On Mon, Feb 27, 2012 at 12:58 PM, Ethan Furman ethan@stoneleaf.us wrote:
Mark Janssen wrote:
Personally, I don't find unittest very suitable for test-driven development, although it is obviously well-suited for writing assurance tests otherwise.
I like unittest for TDD.
I should probably correct myself. It is suiltable, just not enjoyable. But now I know you are someone who likes all that arcana of unittest module.
unittest can be a bit bulky, but definitely worth it IMO, especially when covering the corner cases.
Corner cases are generally useful for the developer to know about, so its worth it to mention (==> test) in the documentation.

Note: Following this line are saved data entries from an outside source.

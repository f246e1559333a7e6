//! Error types produced while parsing flag values.

mod address;
mod types;

pub use address::AddressIssue;
pub use types::{FlagError, FlagResult};
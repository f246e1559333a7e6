//! Loading flag values from serde-backed configuration layers.

use anyhow::{Result, anyhow, ensure};
use figment::{
    Figment,
    providers::{Env, Format, Serialized, Toml},
};
use flagutil::{Duration, NetworkAddresses, Url};
use rstest::rstest;
use serde::{Deserialize, Serialize};

#[derive(Debug, Default, Deserialize, Serialize)]
struct ServerConfig {
    addrs: NetworkAddresses,
    #[serde(default)]
    upstream: Url,
    #[serde(default)]
    timeout: Duration,
}

fn with_jail<F>(f: F) -> Result<()>
where
    F: FnOnce(&mut figment::Jail) -> Result<()>,
{
    figment::Jail::try_with(|j| f(j).map_err(|err| figment::Error::from(err.to_string())))
        .map_err(|err| anyhow!(err))
}

#[rstest]
#[case::delimited(r#"addrs = "a:4000,b:5000""#)]
#[case::sequence(r#"addrs = ["a:4000", "b:5000"]"#)]
fn extracts_address_list_from_toml(#[case] toml: &str) -> Result<()> {
    let cfg: ServerConfig = Figment::from(Toml::string(toml)).extract()?;
    ensure!(
        cfg.addrs.to_strings() == ["a:4000", "b:5000"],
        "unexpected addresses {:?}",
        cfg.addrs
    );
    ensure!(!cfg.upstream.is_valid(), "upstream should stay unset");
    ensure!(!cfg.timeout.is_valid(), "timeout should stay unset");
    Ok(())
}

#[test]
fn sequence_entries_are_not_split() -> Result<()> {
    let toml = r#"addrs = ["a:4000,b:5000"]"#;
    match Figment::from(Toml::string(toml)).extract::<ServerConfig>() {
        Ok(cfg) => Err(anyhow!("expected failure, got {cfg:?}")),
        Err(err) => {
            let rendered = err.to_string();
            ensure!(
                rendered.contains("address a:4000,b:5000"),
                "unexpected error {rendered}"
            );
            Ok(())
        }
    }
}

#[test]
fn rejects_invalid_elements() -> Result<()> {
    let toml = r#"addrs = "a:4000,foo""#;
    match Figment::from(Toml::string(toml)).extract::<ServerConfig>() {
        Ok(cfg) => Err(anyhow!("expected failure, got {cfg:?}")),
        Err(err) => {
            let rendered = err.to_string();
            ensure!(
                rendered.contains("address foo: missing port in address"),
                "unexpected error {rendered}"
            );
            Ok(())
        }
    }
}

#[test]
fn extracts_scalars() -> Result<()> {
    let toml = r#"
        addrs = "a:4000"
        upstream = "https://google.com"
        timeout = "1m"
    "#;
    let cfg: ServerConfig = Figment::from(Toml::string(toml)).extract()?;
    ensure!(cfg.upstream.to_string() == "https://google.com");
    ensure!(cfg.timeout.as_duration() == Some(std::time::Duration::from_secs(60)));
    Ok(())
}

#[test]
fn environment_overrides_toml() -> Result<()> {
    with_jail(|j| {
        j.set_env("APP_TIMEOUT", "30s");
        let cfg: ServerConfig = Figment::from(Toml::string(r#"addrs = "a:4000""#))
            .merge(Env::prefixed("APP_"))
            .extract()?;
        ensure!(cfg.timeout.as_duration() == Some(std::time::Duration::from_secs(30)));
        Ok(())
    })
}

#[test]
fn serialized_values_survive_a_figment_round_trip() -> Result<()> {
    let original = ServerConfig {
        addrs: "a:4000,b:5000".parse()?,
        upstream: "https://google.com".parse()?,
        timeout: "10s".parse()?,
    };
    let cfg: ServerConfig = Figment::from(Serialized::defaults(&original)).extract()?;
    ensure!(cfg.addrs == original.addrs);
    ensure!(cfg.upstream.to_string() == "https://google.com");
    ensure!(cfg.timeout.as_duration() == Some(std::time::Duration::from_secs(10)));
    Ok(())
}

#[test]
fn serializes_to_rendered_strings() -> Result<()> {
    let cfg = ServerConfig {
        addrs: "a:4000,b:5000".parse()?,
        ..ServerConfig::default()
    };
    let value = serde_json::to_value(&cfg)?;
    ensure!(
        value == serde_json::json!({
            "addrs": "a:4000,b:5000",
            "upstream": null,
            "timeout": null,
        }),
        "unexpected JSON {value}"
    );
    let back: ServerConfig = serde_json::from_value(value)?;
    ensure!(back.addrs == cfg.addrs);
    ensure!(!back.upstream.is_valid());
    Ok(())
}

I have not used doctest, but I can say that I strongly dislike having more than one or two examples in a docstring.
This is often just a failure to separate tests property among different methods.
The other gripe I have (possibly easily fixed): my python prompt is '-->' (makes email posting easier) -- should my doctests still use '>>>'? Will doctest fail on my machine?
As written, yes, but easily changeable in the module code for your unique case....
mark
Mark Janssen wrote:
On Mon, Feb 27, 2012 at 12:58 PM, Ethan Furman ethan@stoneleaf.us wrote:
Mark Janssen wrote:
Personally, I don't find unittest very suitable for test-driven development, although it is obviously well-suited for writing assurance tests otherwise. I like unittest for TDD.
I should probably correct myself. It is suiltable, just not enjoyable. But now I know you are someone who likes all that arcana of unittest module.
I'm not sure about that -- having to exactly reproduce the output of the interpreter seems kind of arcane to me. ;)
unittest can be a bit bulky, but definitely worth it IMO, especially when covering the corner cases.
Corner cases are generally useful for the developer to know about, so its worth it to mention (==> test) in the documentation.
Absolutely. I can see great value to using doctest on documentation, and even on code itself -- as I mentioned already, I just hate having code cluttered with lots of non-code.
The other thing I like about unittest as opposed to doctest is the ability to be exhaustive. For an example, take a look at the tests I have for my dbf module on PyPI -- not even sure how I could convert that into a doctest format.
I have not used doctest, but I can say that I strongly dislike having more than one or two examples in a docstring.
This is often just a failure to separate tests property among different methods.
The other gripe I have (possibly easily fixed): my python prompt is '-->' (makes email posting easier) -- should my doctests still use '>>>'? Will doctest fail on my machine?
As written, yes, but easily changeable in the module code for your unique case....
Go with the Source, eh? I can live with that. :)
~Ethan~
Mark Janssen wrote:
On Mon, Feb 27, 2012 at 12:58 PM, Ethan Furman wrote:
The other gripe I have (possibly easily fixed): my python prompt is '-->' (makes email posting easier) -- should my doctests still use '>>>'? Will doctest fail on my machine?
As written, yes, but easily changeable in the module code for your unique case....
Which means my doctests will then fail on other's machines unless they also change their local module and their python prompt. Not good.